> What this task involves
If a line in the entries contains the word "matches", list it.

* * *

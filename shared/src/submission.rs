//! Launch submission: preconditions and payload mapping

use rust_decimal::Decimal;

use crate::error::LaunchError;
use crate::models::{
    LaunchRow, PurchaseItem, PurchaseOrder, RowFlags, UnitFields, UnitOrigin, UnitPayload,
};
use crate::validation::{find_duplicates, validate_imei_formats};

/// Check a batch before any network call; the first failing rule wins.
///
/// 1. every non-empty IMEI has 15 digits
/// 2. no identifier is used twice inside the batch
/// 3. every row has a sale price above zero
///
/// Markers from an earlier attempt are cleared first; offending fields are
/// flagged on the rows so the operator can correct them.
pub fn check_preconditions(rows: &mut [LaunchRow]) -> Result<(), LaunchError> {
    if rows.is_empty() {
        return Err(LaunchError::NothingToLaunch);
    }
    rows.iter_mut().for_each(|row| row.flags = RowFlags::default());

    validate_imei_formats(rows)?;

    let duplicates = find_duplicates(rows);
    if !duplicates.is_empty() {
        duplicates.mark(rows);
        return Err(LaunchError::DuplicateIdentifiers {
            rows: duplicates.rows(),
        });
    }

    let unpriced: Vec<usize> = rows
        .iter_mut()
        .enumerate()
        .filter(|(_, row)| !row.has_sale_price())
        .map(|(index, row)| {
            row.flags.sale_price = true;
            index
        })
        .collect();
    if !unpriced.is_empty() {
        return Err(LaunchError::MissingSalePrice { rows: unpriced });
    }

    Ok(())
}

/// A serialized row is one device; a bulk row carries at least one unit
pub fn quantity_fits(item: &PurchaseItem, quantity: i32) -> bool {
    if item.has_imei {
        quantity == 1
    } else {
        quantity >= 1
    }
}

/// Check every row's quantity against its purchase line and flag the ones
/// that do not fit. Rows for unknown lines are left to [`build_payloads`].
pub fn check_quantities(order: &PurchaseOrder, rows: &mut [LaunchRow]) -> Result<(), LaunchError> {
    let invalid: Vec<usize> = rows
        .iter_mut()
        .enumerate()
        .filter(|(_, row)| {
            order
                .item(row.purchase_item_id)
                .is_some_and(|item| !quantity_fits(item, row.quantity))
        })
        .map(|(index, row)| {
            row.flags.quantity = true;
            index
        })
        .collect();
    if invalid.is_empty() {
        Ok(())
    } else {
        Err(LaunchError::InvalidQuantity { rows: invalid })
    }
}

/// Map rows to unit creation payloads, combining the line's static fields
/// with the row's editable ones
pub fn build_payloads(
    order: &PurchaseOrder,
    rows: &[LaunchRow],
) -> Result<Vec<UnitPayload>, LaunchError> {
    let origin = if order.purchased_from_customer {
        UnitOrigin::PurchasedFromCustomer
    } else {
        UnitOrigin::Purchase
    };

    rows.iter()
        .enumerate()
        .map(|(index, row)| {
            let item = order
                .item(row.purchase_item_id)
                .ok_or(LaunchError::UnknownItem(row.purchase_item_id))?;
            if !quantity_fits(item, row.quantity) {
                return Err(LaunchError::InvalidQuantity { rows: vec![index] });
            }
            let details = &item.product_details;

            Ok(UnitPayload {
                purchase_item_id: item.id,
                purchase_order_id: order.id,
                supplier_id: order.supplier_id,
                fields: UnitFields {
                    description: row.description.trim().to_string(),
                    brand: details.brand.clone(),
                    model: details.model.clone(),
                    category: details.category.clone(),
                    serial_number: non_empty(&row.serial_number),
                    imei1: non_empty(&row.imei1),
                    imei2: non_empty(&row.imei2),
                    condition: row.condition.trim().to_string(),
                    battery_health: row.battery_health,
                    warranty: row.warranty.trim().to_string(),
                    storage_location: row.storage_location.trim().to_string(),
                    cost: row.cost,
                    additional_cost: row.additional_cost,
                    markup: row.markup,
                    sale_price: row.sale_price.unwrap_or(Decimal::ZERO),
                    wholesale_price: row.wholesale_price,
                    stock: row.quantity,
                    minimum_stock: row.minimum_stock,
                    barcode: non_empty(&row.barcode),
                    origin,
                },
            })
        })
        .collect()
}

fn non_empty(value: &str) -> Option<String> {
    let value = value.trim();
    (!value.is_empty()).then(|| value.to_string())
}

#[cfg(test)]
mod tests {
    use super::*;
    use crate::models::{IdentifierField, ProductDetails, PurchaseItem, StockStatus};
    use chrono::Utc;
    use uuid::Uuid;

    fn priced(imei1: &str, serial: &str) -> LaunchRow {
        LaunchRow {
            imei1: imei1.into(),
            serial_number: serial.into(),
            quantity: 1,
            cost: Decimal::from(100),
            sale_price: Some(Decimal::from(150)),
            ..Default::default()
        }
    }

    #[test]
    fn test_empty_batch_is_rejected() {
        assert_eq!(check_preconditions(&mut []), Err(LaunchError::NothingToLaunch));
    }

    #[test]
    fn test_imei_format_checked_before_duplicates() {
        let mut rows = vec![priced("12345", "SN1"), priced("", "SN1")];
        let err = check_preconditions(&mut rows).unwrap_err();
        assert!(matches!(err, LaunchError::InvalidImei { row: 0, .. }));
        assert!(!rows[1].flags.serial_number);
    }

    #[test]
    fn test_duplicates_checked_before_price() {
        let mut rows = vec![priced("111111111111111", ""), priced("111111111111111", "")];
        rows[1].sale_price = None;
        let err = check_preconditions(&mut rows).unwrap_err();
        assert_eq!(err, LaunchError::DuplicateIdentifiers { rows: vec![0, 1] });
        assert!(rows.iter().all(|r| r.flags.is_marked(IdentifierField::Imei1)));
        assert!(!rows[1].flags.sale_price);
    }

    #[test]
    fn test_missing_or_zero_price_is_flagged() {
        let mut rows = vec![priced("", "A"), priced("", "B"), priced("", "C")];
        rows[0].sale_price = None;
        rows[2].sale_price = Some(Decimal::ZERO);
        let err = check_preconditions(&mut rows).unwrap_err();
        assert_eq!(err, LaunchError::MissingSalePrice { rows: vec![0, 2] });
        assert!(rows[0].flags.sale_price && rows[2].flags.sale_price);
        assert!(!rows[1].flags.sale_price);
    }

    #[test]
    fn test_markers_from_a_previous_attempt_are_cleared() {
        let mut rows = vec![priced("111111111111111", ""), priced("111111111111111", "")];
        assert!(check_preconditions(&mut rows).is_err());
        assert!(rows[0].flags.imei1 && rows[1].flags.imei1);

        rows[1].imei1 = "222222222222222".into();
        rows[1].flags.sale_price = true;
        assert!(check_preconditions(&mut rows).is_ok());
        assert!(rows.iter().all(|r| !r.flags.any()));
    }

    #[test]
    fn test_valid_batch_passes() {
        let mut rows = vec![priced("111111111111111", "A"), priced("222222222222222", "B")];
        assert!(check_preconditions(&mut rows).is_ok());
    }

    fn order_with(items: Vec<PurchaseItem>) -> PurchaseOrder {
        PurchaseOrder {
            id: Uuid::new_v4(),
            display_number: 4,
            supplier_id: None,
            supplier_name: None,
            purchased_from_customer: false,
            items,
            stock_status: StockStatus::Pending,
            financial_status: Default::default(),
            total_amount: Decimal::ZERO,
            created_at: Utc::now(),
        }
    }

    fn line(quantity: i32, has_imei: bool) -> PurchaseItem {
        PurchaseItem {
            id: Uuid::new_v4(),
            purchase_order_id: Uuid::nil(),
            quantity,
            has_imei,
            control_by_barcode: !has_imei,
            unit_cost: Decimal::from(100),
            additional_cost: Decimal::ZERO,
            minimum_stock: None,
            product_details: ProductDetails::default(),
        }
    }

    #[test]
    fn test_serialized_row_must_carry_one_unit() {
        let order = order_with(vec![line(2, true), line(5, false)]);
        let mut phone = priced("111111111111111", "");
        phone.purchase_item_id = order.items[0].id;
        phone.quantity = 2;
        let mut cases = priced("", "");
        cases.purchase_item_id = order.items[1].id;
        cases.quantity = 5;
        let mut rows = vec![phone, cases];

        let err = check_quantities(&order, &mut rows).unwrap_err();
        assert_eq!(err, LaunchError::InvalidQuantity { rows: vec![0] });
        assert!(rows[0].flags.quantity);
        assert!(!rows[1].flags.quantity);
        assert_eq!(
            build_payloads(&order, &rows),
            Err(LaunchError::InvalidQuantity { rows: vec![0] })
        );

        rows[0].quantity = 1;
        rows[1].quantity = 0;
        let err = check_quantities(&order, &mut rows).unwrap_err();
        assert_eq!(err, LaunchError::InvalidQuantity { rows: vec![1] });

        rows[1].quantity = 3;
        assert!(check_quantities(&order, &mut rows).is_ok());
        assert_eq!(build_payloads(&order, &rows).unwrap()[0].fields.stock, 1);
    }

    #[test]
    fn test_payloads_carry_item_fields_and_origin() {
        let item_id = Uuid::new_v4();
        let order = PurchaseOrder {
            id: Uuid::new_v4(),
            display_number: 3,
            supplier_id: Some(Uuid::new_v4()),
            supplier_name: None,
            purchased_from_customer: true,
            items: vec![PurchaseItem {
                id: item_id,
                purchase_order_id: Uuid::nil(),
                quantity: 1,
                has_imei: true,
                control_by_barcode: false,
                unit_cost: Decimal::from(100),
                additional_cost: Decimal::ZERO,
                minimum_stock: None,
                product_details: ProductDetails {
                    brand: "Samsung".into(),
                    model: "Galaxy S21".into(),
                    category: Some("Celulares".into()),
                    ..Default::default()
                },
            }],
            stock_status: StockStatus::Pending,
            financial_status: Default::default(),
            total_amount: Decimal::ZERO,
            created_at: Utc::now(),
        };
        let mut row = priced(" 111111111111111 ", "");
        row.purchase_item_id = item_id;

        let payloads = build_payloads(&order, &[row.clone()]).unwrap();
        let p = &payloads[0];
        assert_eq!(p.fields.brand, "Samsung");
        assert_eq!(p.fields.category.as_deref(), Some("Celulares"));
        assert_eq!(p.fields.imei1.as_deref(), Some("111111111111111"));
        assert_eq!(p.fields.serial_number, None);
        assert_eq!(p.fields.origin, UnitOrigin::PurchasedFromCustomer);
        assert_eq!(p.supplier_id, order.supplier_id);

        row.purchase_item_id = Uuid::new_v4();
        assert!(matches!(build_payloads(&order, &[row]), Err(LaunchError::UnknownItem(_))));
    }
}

* * *

> Solution
        assert!(matches!(err, LaunchError::InvalidImei { row: 0, .. }));
        assert!(matches!(build_payloads(&order, &[row]), Err(LaunchError::UnknownItem(_))));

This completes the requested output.